Clémentine BEAUVAIS, Songe à la douceur, éditions Points, 2018 (Sarbacane, 2016)

Quatrième de couverture :

“Placé du côté de la légèreté, du sourire, le roman de Pouchkine est unique dans la littérature russe : il n’apprend pas à vivre, ne dénonce pas, n’accuse pas, n’appelle pas à la révolte, n’impose pas un point de vue, comme le font, chacun à sa façon, Dostoïevski, Tolstoï, ou, plus près de nous, Soljénitsyne et tant d’autres, Tchekhov excepté…
En Russie, chacun peut réciter de larges extraits de ce roman-poème qui fait partie de la vie quotidienne. A travers l’itinéraire tragique d’une non-concordance entre un jeune mondain et une jeune femme passionnée de littérature, il est, par sa beauté, par sa tristesse et sa légèreté proprement mozartiennes, ce qui rend la vie vivable.”
A. M.
André Markowicz, qui s’applique depuis des années à faire connaître la richesse de la littérature classique russe, propose ici une remarquable traduction en octosyllabes rimés du chef-d’oeuvre de Pouchkine.
Né à Moscou en 1799, tué en duel en 1837 à Saint-Pétersbourg, Alexandre Pouchkine n’est pas seulement le plus grand poète russe, il est à l’origine de la langue russe moderne ; il a lancé tous les débats qui, à travers le XIXe siècle et jusqu’à aujourd’hui, ont fondé la vie intellectuelle de la Russie.
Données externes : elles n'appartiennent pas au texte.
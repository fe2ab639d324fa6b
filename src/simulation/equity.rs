use super::scenario::Scenario;
use super::tally::Outcome;
use super::tally::Tally;
use crate::cards::hand::Hand;
use crate::evaluation::strength::Strength;

impl Scenario {
    /// Monte Carlo equity against uniformly random opponents.
    ///
    /// Every iteration deals from a fresh copy of the unseen cards: two hole
    /// cards per opponent, then the rest of the board. Iterations are
    /// independent and sample without replacement within themselves.
    pub fn simulate(&self, iterations: usize) -> Tally {
        if iterations == 0 {
            log::warn!("simulating {} with no iterations", self);
        }
        let start = std::time::Instant::now();
        let deck = self.deck();
        let hole = Hand::from(self.hero());
        let known = Hand::from(self.board());
        let missing = self.board().missing();
        let mut villains = Vec::with_capacity(self.opponents());
        let mut tally = Tally::default();
        for _ in 0..iterations {
            let mut deck = deck;
            villains.clear();
            villains.extend((0..self.opponents()).map(|_| Hand::from(deck.hole())));
            let board = Hand::add(known, deck.deal(missing));
            let hero = Strength::from(Hand::add(hole, board));
            let outcome = Outcome::showdown(
                u32::from(hero),
                villains
                    .iter()
                    .map(|villain| Strength::from(Hand::add(*villain, board)))
                    .map(u32::from),
            );
            tally.witness(hero.ranking(), outcome);
        }
        log::debug!(
            "simulated {} x{} in {:?}: win {:.2}% tie {:.2}%",
            self,
            iterations,
            start.elapsed(),
            tally.win(),
            tally.tie(),
        );
        tally
    }
}

#[cfg(test)]
mod tests {
    use super::*;
    use crate::cards::card::Card;
    use crate::evaluation::ranking::Ranking;

    fn scenario(hero: &str, board: &str, opponents: usize) -> Scenario {
        let hero = Card::parse(hero).unwrap();
        let board = Card::parse(board).unwrap();
        Scenario::new(&hero, &board, &[], opponents).unwrap()
    }

    /// statistical: heads-up pocket aces hold about 85% of the time
    #[test]
    fn pocket_aces_heads_up() {
        let tally = scenario("As Ad", "", 1).simulate(20_000);
        assert_eq!(tally.played(), 20_000);
        assert!((80.0..=87.0).contains(&tally.win()), "win {}", tally.win());
        assert!(tally.tie() < 3.0, "tie {}", tally.tie());
    }

    /// statistical: more opponents, less equity
    #[test]
    fn crowded_tables_cost_equity() {
        let heads_up = scenario("As Ad", "", 1).simulate(5_000);
        let crowded = scenario("As Ad", "", 5).simulate(5_000);
        assert!(crowded.win() + 10.0 < heads_up.win());
    }

    #[test]
    fn royal_flush_always_wins() {
        let tally = scenario("As Ks", "Qs Js Ts 2c 3d", 3).simulate(500);
        assert_eq!(tally.win(), 100.0);
        assert_eq!(tally.distribution()[&Ranking::StraightFlush], 100.0);
    }

    #[test]
    fn royal_board_always_ties() {
        let tally = scenario("2c 3d", "Ts Js Qs Ks As", 2).simulate(500);
        assert_eq!(tally.tie(), 100.0);
        assert_eq!(tally.win(), 0.0);
        assert_eq!(tally.loss(), 0.0);
    }

    #[test]
    fn distribution_covers_every_hand_played() {
        let tally = scenario("7c 2d", "Kh", 2).simulate(2_000);
        let total = tally.distribution().values().sum::<f32>();
        assert!((total - 100.0).abs() < 0.01);
        assert!((tally.win() + tally.tie() + tally.loss() - 100.0).abs() < 0.01);
    }

    #[test]
    fn zero_iterations() {
        let tally = scenario("As Ad", "", 1).simulate(0);
        assert_eq!(tally.played(), 0);
        assert_eq!(tally.win(), 0.0);
        assert!(tally.distribution().is_empty());
    }
}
Evidemment, je ne pouvais pas ne pas lire l’original (ça c’était du prétexte pour aller en librairie), qui est lui aussi un roman en vers, très difficile à traduire en français, paraît-il (les tétramètres iambiques du russe n’ont pas du tout la même rythmique que le français) et le chef-d’oeuvre d’Alexandre Pouchkine d’après la critique. C’est un roman qui laisse transparaître les idées libertaires de Pouchkine qui parle – comme en voix off – de son personnage principal sans que cela vienne perturber la lecture. J’ai trouvé celle-ci très fluide, alors que le format des strophes rimées pourrait laisser penser le contraire. Tatiana est la soeur aînée d’Olga, Eugène et Lenski sont ici aussi les deux faces du héros romantique mais Lenski est moins léger, la fin est très différente (Clémentine Beauvais s’est permis très subtilement de jouer avec cette fin dans la réécriture). C’est aussi le roman de la vie quotidienne russe au début du 19è siècle, à la ville et à la campagne. C’est aussi étonnant de lire comme une prémonition de sa propre mort dans le duel que Pouchkine met en scène entre les deux amis : lui-même mourra à l’âge de 38 ans, dans un duel contre l’amant de sa femme, Natalia Gontcharovna. Il paraît que l’auteur a beaucoup travaillé et fait évoluer la langue russe : presque deux siècles plus tard, la jeune Clémentine Beauvais suit ses traces en jouant elle aussi avec le langage dans sa réécriture. Une jolie boucle entre ces deux auteurs.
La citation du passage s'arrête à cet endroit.